% minijail-config-file v0

# Used jailing parameters:
#   -e: enter new network namespace (for process that
#     doesn't need network access);
#   -i: minijail0 exits right after forking.
#   -l: new IPC namespace (isolates IPC resources).
#   -N: new cgroup namespace.
#   -n: set no new privileges (no_new_privs bit).
#   -p: Enter new pid namespace (implies -vr).
#   --profile=minimalistic-mountns: Enables mount and process namespace
#     which includes /var/empty, /, proc (RO), /dev/log, /tmp (tmpfs).
#   -u: change userid to <user>.
#   -g: change gid to <group>.
#   -G: inherit supplementary groups from new uid.
#   -c: cap_sys_nice=e (1 << 23).
#   --uts: enters new UTS namespace.

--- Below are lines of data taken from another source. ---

//! Streams worker logs back to the orchestrator's console.
//!
//! The orchestrator binds a [`LogRelay`] and passes its address to every
//! worker with `--remote-logger`. Workers [`dial`] it and log through a
//! [`PrefixWriter`], so lines from many tasks stay attributable.

use std::io::{self, Write};
use std::net::{SocketAddr, TcpStream};
use std::time::Duration;

use tokio::io::AsyncWrite;
use tokio::net::TcpListener;
use tokio::time::timeout;
use tokio::task::JoinHandle;
use tracing::{debug, warn};

use crate::error::{Error, Result};

pub const DIAL_TIMEOUT: Duration = Duration::from_secs(5);

/// This machine's hostname, or `localhost` if it can't be read.
pub fn hostname() -> String {
    hostname::get()
        .ok()
        .and_then(|name| name.into_string().ok())
        .unwrap_or_else(|| "localhost".to_string())
}

/// Listener that copies every accepted connection to a local sink.
pub struct LogRelay {
    listener: TcpListener,
    addr: String,
}

impl LogRelay {
    /// Binds an ephemeral port on all interfaces.
    pub async fn bind() -> Result<Self> {
        Self::bind_to("0.0.0.0:0").await
    }

    pub async fn bind_to(addr: &str) -> Result<Self> {
        let listener = TcpListener::bind(addr).await?;
        let local = listener.local_addr()?;
        let addr = advertised(local);
        debug!("log relay listening on {local}, advertised as {addr}");
        Ok(Self { listener, addr })
    }

    /// Address workers should dial.
    pub fn addr(&self) -> &str {
        &self.addr
    }

    /// Copies every connection to standard error until the task is
    /// aborted.
    pub fn start(self) -> JoinHandle<()> {
        self.start_with(tokio::io::stderr)
    }

    /// Copies every connection to a fresh sink from `sink`.
    pub fn start_with<F, W>(self, sink: F) -> JoinHandle<()>
    where
        F: Fn() -> W + Send + 'static,
        W: AsyncWrite + Unpin + Send + 'static,
    {
        tokio::spawn(async move {
            loop {
                let (mut stream, peer) = match self.listener.accept().await {
                    Ok(conn) => conn,
                    Err(e) => {
                        warn!("log relay accept failed: {e}");
                        continue;
                    }
                };
                let mut out = sink();
                tokio::spawn(async move {
                    if let Err(e) = tokio::io::copy(&mut stream, &mut out).await {
                        warn!("log relay from {peer} ended: {e}");
                    }
                });
            }
        })
    }
}

fn advertised(local: SocketAddr) -> String {
    if local.ip().is_unspecified() {
        format!("{}:{}", hostname(), local.port())
    } else {
        local.to_string()
    }
}

/// Connects to a relay at `addr`, giving up after [`DIAL_TIMEOUT`].
///
/// The stream comes back in blocking mode, ready for a synchronous log
/// writer.
pub async fn dial(addr: &str) -> Result<TcpStream> {
    let stream = timeout(DIAL_TIMEOUT, tokio::net::TcpStream::connect(addr))
        .await
        .map_err(|_| {
            Error::Io(io::Error::new(
                io::ErrorKind::TimedOut,
                format!("dialing remote logger {addr} timed out"),
            ))
        })??;
    let stream = stream.into_std()?;
    stream.set_nonblocking(false)?;
    Ok(stream)
}

/// Tag written ahead of each worker log write.
pub fn prefix(host: &str, stage: &str, step: usize) -> String {
    format!("[{host} {stage}:{step}] ")
}

/// Writes a fixed prefix ahead of every write.
///
/// The log subscriber formats each event into one buffer before writing,
/// so each event gets exactly one prefix.
pub struct PrefixWriter<W> {
    prefix: String,
    inner: W,
}

impl<W: Write> PrefixWriter<W> {
    pub fn new(prefix: String, inner: W) -> Self {
        Self { prefix, inner }
    }

    pub fn into_inner(self) -> W {
        self.inner
    }
}

impl<W: Write> Write for PrefixWriter<W> {
    fn write(&mut self, buf: &[u8]) -> io::Result<usize> {
        let mut line = Vec::with_capacity(self.prefix.len() + buf.len());
        line.extend_from_slice(self.prefix.as_bytes());
        line.extend_from_slice(buf);
        self.inner.write_all(&line)?;
        Ok(buf.len())
    }

    fn flush(&mut self) -> io::Result<()> {
        self.inner.flush()
    }
}

#[cfg(test)]
mod tests {
    use super::*;
    use tokio::io::{AsyncReadExt, AsyncWriteExt};
    use tokio::sync::mpsc;

    #[test]
    fn prefixes_every_write() {
        let mut w = PrefixWriter::new(prefix("node-1", "mapper", 2), Vec::new());
        w.write_all(b"first\n").unwrap();
        w.write_all(b"second\n").unwrap();
        assert_eq!(
            String::from_utf8(w.into_inner()).unwrap(),
            "[node-1 mapper:2] first\n[node-1 mapper:2] second\n"
        );
    }

    #[tokio::test]
    async fn advertises_hostname_for_wildcard_bind() {
        let relay = LogRelay::bind().await.unwrap();
        let port = relay.listener.local_addr().unwrap().port();
        assert_eq!(relay.addr(), format!("{}:{port}", hostname()));

        let relay = LogRelay::bind_to("127.0.0.1:0").await.unwrap();
        assert!(relay.addr().starts_with("127.0.0.1:"));
    }

    #[tokio::test]
    async fn copies_connections_to_sink() {
        let relay = LogRelay::bind_to("127.0.0.1:0").await.unwrap();
        let addr = relay.addr().to_string();
        let (readers_tx, mut readers) = mpsc::unbounded_channel();
        let task = relay.start_with(move || {
            let (writer, reader) = tokio::io::duplex(1024);
            let _ = readers_tx.send(reader);
            writer
        });

        let mut conn = tokio::net::TcpStream::connect(&addr).await.unwrap();
        conn.write_all(b"[node-1 reducer:0] hello\n").await.unwrap();
        conn.shutdown().await.unwrap();
        drop(conn);

        let mut reader = readers.recv().await.unwrap();
        let mut got = String::new();
        reader.read_to_string(&mut got).await.unwrap();
        assert_eq!(got, "[node-1 reducer:0] hello\n");
        task.abort();
    }

    #[tokio::test]
    async fn dial_reaches_relay() {
        let relay = LogRelay::bind_to("127.0.0.1:0").await.unwrap();
        let addr = relay.addr().to_string();
        let stream = dial(&addr).await.unwrap();
        assert_eq!(stream.peer_addr().unwrap().to_string(), addr);
    }

    #[tokio::test]
    async fn dial_fails_without_relay() {
        let listener = TcpListener::bind("127.0.0.1:0").await.unwrap();
        let addr = listener.local_addr().unwrap().to_string();
        drop(listener);
        assert!(matches!(dial(&addr).await, Err(Error::Io(_))));
    }
}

It makes changes to the host/domain
#     name not affect the rest of the system.
#   -k: regular mount (source, target, filesystemtype, mountflags, data)
#   -b /run/dbus: mount /run/dbus to be able to communicate with D-bus.
#   -b /run/mmc/sockets: mount /run/mmc/sockets to be able to create sockets.

e
i
l
N
n
p
uts
u = mmc_service
g = mmc_service
G
c = cap_sys_nice=e
profile = minimalistic-mountns
mount = tmpfs,/run,tmpfs,MS_NODEV|MS_NOSUID|MS_NOEXEC,mode=755,size=10M
bind-mount = /run/dbus
bind-mount = /run/mmc/sockets,/run/mmc/sockets,1